You should NEVER promise perpetual free, unlimited and UNDEFINED service to anyone. I hope you didn't put that in writing.


No need to "apologize". IMO that is decidedly unprofessional, unless your client explicitly pushes you up against the wall about it.

If that does comes to pass, don't try to squirm out of it, just apologize that you're still a beginner and tried your best, but you're not yet seasoned in making accurate time estimates. Don't get into long explanations and excuses. Be short, to the point, and professional.

Offering "extras" as compensation for the delay might not be such a good idea, as others have mentioned: That tends to cheapen you and makes you appear a bit desperate (never a good thing), puts focus on your lack of experience, and leaves you vulnerable to endless requests for "freebees", etc. But what's done is done. Avoid that in the future.

You didn't charge based on time, you were up front and honest with them from the beginning, and priced the work based on your experience. So, I think you are off to a good start.
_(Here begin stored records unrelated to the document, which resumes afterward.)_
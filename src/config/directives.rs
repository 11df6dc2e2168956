//! Final config directives built from raw sections.
//!
//! Conversion checks everything that can be decided from one section alone:
//! base selection, import shape, absolute paths, meta values. Checks that need
//! the whole config live in `validation`.

use serde_yaml::Value;
use std::collections::BTreeMap;
use std::fmt;
use std::sync::Arc;

use super::error::ConfigError;
use super::raw::{
    ImageNames, RawDeploy, RawDoc, RawDocker, RawGit, RawImageFromDockerfile, RawImport, RawMeta,
    RawMount, RawShell, RawStapelImage, StringOrList,
};
use super::splitter::Document;
use crate::giterminism::FileReader;
use crate::utils::is_valid_project_name;
use crate::utils::slug::MAX_PROJECT_NAME_LENGTH;

/// The only supported `configVersion`.
pub const CONFIG_VERSION: i64 = 1;

#[derive(Debug, Clone, PartialEq)]
pub struct Meta {
    pub config_version: i64,
    pub project: String,
    pub deploy: Deploy,
    /// Passed through to the cleanup subsystem as is.
    pub cleanup: Option<Value>,
}

#[derive(Debug, Clone, PartialEq, Eq)]
pub struct Deploy {
    pub helm_chart_dir: Option<String>,
    pub helm_release: Option<String>,
    pub helm_release_slug: bool,
    pub namespace: Option<String>,
    pub namespace_slug: bool,
}

impl Default for Deploy {
    fn default() -> Self {
        Self {
            helm_chart_dir: None,
            helm_release: None,
            helm_release_slug: true,
            namespace: None,
            namespace_slug: true,
        }
    }
}

/// Where a stapel image or artifact starts from.
#[derive(Debug, Clone, PartialEq, Eq)]
pub enum ImageFrom {
    /// A registry reference (`from`).
    Base {
        image: String,
        latest: bool,
        cache_version: Option<String>,
    },
    /// `fromImage`
    Image(String),
    /// `fromArtifact`
    Artifact(String),
}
As long as you delivered a solid working product, I don't think you need be too concerned. The client may seem impatient, but if you did a good job they will soon be appeased when they enjoy the fruits of your labor.

For the future: Until you get really good at estimating your delivery times (that takes quite a while, and often even experts make mistakes on that) triple or quadruple (at least...) the number that first seems viable to you.